[Extracted data entries]
//! Engine types
//!
//! Statistics gathered while syncing.

use std::fmt;

/// Statistics from a sync operation
#[derive(Debug, Clone, Default, PartialEq, Eq)]
pub struct SyncStats {
    /// Streams read to completion
    pub streams_synced: usize,
    /// Records handed to the output consumer
    pub records_synced: u64,
    /// State messages emitted
    pub checkpoints_emitted: usize,
    /// Partition readers run
    pub partitions_read: usize,
    /// Permit acquisitions that timed out and were retried
    pub resource_retries: usize,
    /// Streams reset because of an invalid checkpoint
    pub stream_resets: usize,
    /// Duration in milliseconds
    pub duration_ms: u64,
}

impl SyncStats {
    /// Create new stats
    pub fn new() -> Self {
        Self::default()
    }

    /// Add records
    pub fn add_records(&mut self, count: u64) {
        self.records_synced += count;
    }

    /// Add a stream
    pub fn add_stream(&mut self) {
        self.streams_synced += 1;
    }

    /// Add a checkpoint
    pub fn add_checkpoint(&mut self) {
        self.checkpoints_emitted += 1;
    }

    /// Add partitions
    pub fn add_partitions(&mut self, count: usize) {
        self.partitions_read += count;
    }

    /// Add a resource retry
    pub fn add_retry(&mut self) {
        self.resource_retries += 1;
    }

    /// Add a stream reset
    pub fn add_reset(&mut self) {
        self.stream_resets += 1;
    }

    /// Set duration
    pub fn set_duration(&mut self, ms: u64) {
        self.duration_ms = ms;
    }

    /// Fold the counters of another run into these
    ///
    /// Durations are not summed; streams overlap in time.
    pub fn merge(&mut self, other: &SyncStats) {
        self.streams_synced += other.streams_synced;
        self.records_synced += other.records_synced;
        self.checkpoints_emitted += other.checkpoints_emitted;
        self.partitions_read += other.partitions_read;
        self.resource_retries += other.resource_retries;
        self.stream_resets += other.stream_resets;
        self.duration_ms = self.duration_ms.max(other.duration_ms);
    }
}

impl fmt::Display for SyncStats {
    fn fmt(&self, f: &mut fmt::Formatter<'_>) -> fmt::Result {
        write!(
            f,
            "{} streams, {} records, {} checkpoints, {} partitions in {}ms",
            self.streams_synced,
            self.records_synced,
            self.checkpoints_emitted,
            self.partitions_read,
            self.duration_ms
        )
    }
}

### Aim of the exercise
Transcribe the data word for word.

### Completed task
//! Engine types
//!
//! Statistics gathered while syncing.

use std::fmt;

/// Statistics from a sync operation
#[derive(Debug, Clone, Default, PartialEq, Eq)]
pub struct SyncStats {
    /// Streams read to completion
    pub streams_synced: usize,
    /// Records handed to the output consumer
    pub records_synced: u64,
    /// State messages emitted
    pub checkpoints_emitted: usize,
    /// Partition readers run
    pub partitions_read: usize,
    /// Permit acquisitions that timed out and were retried
    pub resource_retries: usize,
    /// Streams reset because of an invalid checkpoint
    pub stream_resets: usize,
    /// Duration in milliseconds
    pub duration_ms: u64,
}

impl SyncStats {
    /// Create new stats
    pub fn new() -> Self {
        Self::default()
    }

    /// Add records
    pub fn add_records(&mut self, count: u64) {
        self.records_synced += count;
    }

    /// Add a stream
    pub fn add_stream(&mut self) {
        self.streams_synced += 1;
    }

    /// Add a checkpoint
    pub fn add_checkpoint(&mut self) {
        self.checkpoints_emitted += 1;
    }

    /// Add partitions
    pub fn add_partitions(&mut self, count: usize) {
        self.partitions_read += count;
    }

    /// Add a resource retry
    pub fn add_retry(&mut self) {
        self.resource_retries += 1;
    }

    /// Add a stream reset
    pub fn add_reset(&mut self) {
        self.stream_resets += 1;
    }

    /// Set duration
    pub fn set_duration(&mut self, ms: u64) {
        self.duration_ms = ms;
    }

    /// Fold the counters of another run into these
    ///
    /// Durations are not summed; streams overlap in time.
    pub fn merge(&mut self, other: &SyncStats) {
        self.streams_synced += other.streams_synced;
        self.records_synced += other.records_synced;
        self.checkpoints_emitted += other.checkpoints_emitted;
        self.partitions_read += other.partitions_read;
        self.resource_retries += other.resource_retries;
        self.stream_resets += other.stream_resets;
        self.duration_ms = self.duration_ms.max(other.duration_ms);
    }
}

impl fmt::Display for SyncStats {
    fn fmt(&self, f: &mut fmt::Formatter<'_>) -> fmt::Result {
        write!(
            f,
            "{} streams, {} records, {} checkpoints, {} partitions in {}ms",
            self.streams_synced,
            self.records_synced,
            self.checkpoints_emitted,
            self.partitions_read,
            self.duration_ms
        )
    }
}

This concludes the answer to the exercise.